South Korean film Pieta wins at Venice Film Festival
- Published
South Korean film Pieta, about a brutal debt collector, has won the Golden Lion award at the Venice Film Festival.
The best actor award was split between Philip Seymour Hoffman and Joaquin Phoenix for The Master.
Inspired by Scientology founder L Ron Hubbard, the film also picked up the Silver Lion prize for best director.
Directed by Paul Thomas Andersen, The Master tells the story of a sect leader who takes a war veteran under his wing.
Hoffman, who also collected Phoenix's award, said: "Joaquin Phoenix is a life force in this film ... and I kind of rode that life force and that was my performance.
"It was really riding his life force because it was something that was untameable and my job was to try to and it was almost impossible, which is kind of the movie."

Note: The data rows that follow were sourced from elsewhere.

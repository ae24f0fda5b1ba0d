//! CLI integration tests
//!
//! End-to-end tests for the `sogum` binary using assert_cmd.

use assert_cmd::Command;
use predicates::prelude::*;
use tempfile::TempDir;

/// Get the sogum binary for testing
fn sogum_cmd() -> Command {
    let mut cmd = Command::cargo_bin("sogum").unwrap();
    cmd.env_remove("SOGUM_PORT").env_remove("SOGUM_RELAY_URL");
    cmd
}

/// Config with one service on a closed port and short deadlines.
fn write_closed_config(dir: &TempDir) -> std::path::PathBuf {
    let path = dir.path().join("sogum.toml");
    std::fs::write(
        &path,
        r#"
[health_check]
timeout_ms = 300
probe_timeout_ms = 300
host = "127.0.0.1"

[[services]]
id = "ocr"
name = "OCR Service"
port = 1
"#,
    )
    .unwrap();
    path
}

#[test]
fn test_version_output() {
    sogum_cmd()
        .arg("--version")
        .assert()
        .success()
        .stdout(predicate::str::contains("sogum"));
}

#[test]
fn test_help_shows_all_commands() {
    sogum_cmd()
        .arg("--help")
        .assert()
        .success()
        .stdout(predicate::str::contains("serve"))
        .stdout(predicate::str::contains("status"))
        .stdout(predicate::str::contains("test"))
        .stdout(predicate::str::contains("ask"))
        .stdout(predicate::str::contains("chat"))
        .stdout(predicate::str::contains("config"))
        .stdout(predicate::str::contains("completions"));
}

#[test]
fn test_serve_help() {
    sogum_cmd()
        .args(["serve", "--help"])
        .assert()
        .success()
        .stdout(predicate::str::contains("--config"))
        .stdout(predicate::str::contains("--port"))
        .stdout(predicate::str::contains("--no-health-check"));
}

#[test]
fn test_config_init_creates_file() {
    let temp_dir = TempDir::new().unwrap();
    let config_path = temp_dir.path().join("sogum.toml");

    sogum_cmd()
        .args(["config", "init", "-o", config_path.to_str().unwrap()])
        .assert()
        .success()
        .stdout(predicate::str::contains("Configuration file created"));

    let content = std::fs::read_to_string(&config_path).unwrap();
    assert!(content.contains("[server]"));
    assert!(content.contains("[[services]]"));
}

#[test]
fn test_config_init_no_overwrite() {
    let temp_dir = TempDir::new().unwrap();
    let config_path = temp_dir.path().join("sogum.toml");
    std::fs::write(&config_path, "existing content").unwrap();

    sogum_cmd()
        .args(["config", "init", "-o", config_path.to_str().unwrap()])
        .assert()
        .failure()
        .stderr(predicate::str::contains("already exists"));

    let content = std::fs::read_to_string(&config_path).unwrap();
    assert_eq!(content, "existing content");
}

#[test]
fn test_status_json_reports_offline_service() {
    let temp_dir = TempDir::new().unwrap();
    let config_path = write_closed_config(&temp_dir);

    let output = sogum_cmd()
        .args(["status", "--json", "-c", config_path.to_str().unwrap()])
        .assert()
        .success()
        .get_output()
        .stdout
        .clone();

    let body: serde_json::Value = serde_json::from_slice(&output).unwrap();
    assert_eq!(body["services"][0]["id"], "ocr");
    assert_eq!(body["services"][0]["status"]["state"], "offline");
    assert_eq!(body["summary"]["status"], "offline");
}

#[test]
fn test_status_table_output() {
    let temp_dir = TempDir::new().unwrap();
    let config_path = write_closed_config(&temp_dir);

    sogum_cmd()
        .args(["status", "-c", config_path.to_str().unwrap()])
        .assert()
        .success()
        .stdout(predicate::str::contains("OCR Service"))
        .stdout(predicate::str::contains("0/1 online"));
}

#[test]
fn test_test_unknown_service_fails() {
    let temp_dir = TempDir::new().unwrap();
    let config_path = write_closed_config(&temp_dir);

    sogum_cmd()
        .args(["test", "missing", "-c", config_path.to_str().unwrap()])
        .assert()
        .failure()
        .stderr(predicate::str::contains("service not found: missing"));
}

#[test]
fn test_test_unreachable_service_fails() {
    let temp_dir = TempDir::new().unwrap();
    let config_path = write_closed_config(&temp_dir);

    sogum_cmd()
        .args(["test", "ocr", "-c", config_path.to_str().unwrap()])
        .assert()
        .failure()
        .stderr(predicate::str::contains("test failed"));
}

#[test]
fn test_invalid_config_rejected() {
    let temp_dir = TempDir::new().unwrap();
    let config_path = temp_dir.path().join("sogum.toml");
    std::fs::write(&config_path, "[relay]\nbackend_host = \"localhost:11434\"").unwrap();

    sogum_cmd()
        .args(["status", "-c", config_path.to_str().unwrap()])
        .assert()
        .failure()
        .stderr(predicate::str::contains("relay.backend_host"));
}

#[test]
fn test_ask_unreachable_relay_prints_fallback() {
    sogum_cmd()
        .args(["ask", "hello", "--url", "http://127.0.0.1:1"])
        .assert()
        .success()
        .stdout(predicate::str::contains("Sorry,"));
}

#[test]
fn test_completions_bash() {
    sogum_cmd()
        .args(["completions", "bash"])
        .assert()
        .success()
        .stdout(predicate::str::contains("sogum"));
}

He also praised Anderson, who was not at the ceremony, calling him: "Friend first, collaborator second. And he happens to be one of the great film-makers."
Pieta, directed by Kim Ki-duk, centres on a debt collector who is forced to examine his life when a woman turns up claiming to be his mother.
On accepting his award, Ki-duk sang a song to the audience while thanking the jury.
Speaking after, he said: "This is a song that we Koreans sing when we are sad, when we feel alone, when we feel desperate, but also when we're happy."
The Venice jury, which was headed by US director Michael Mann, picked Hadas Yaron for best actress for Fill the Void, a film delving into the life of an ultra-Orthodox Jewish community.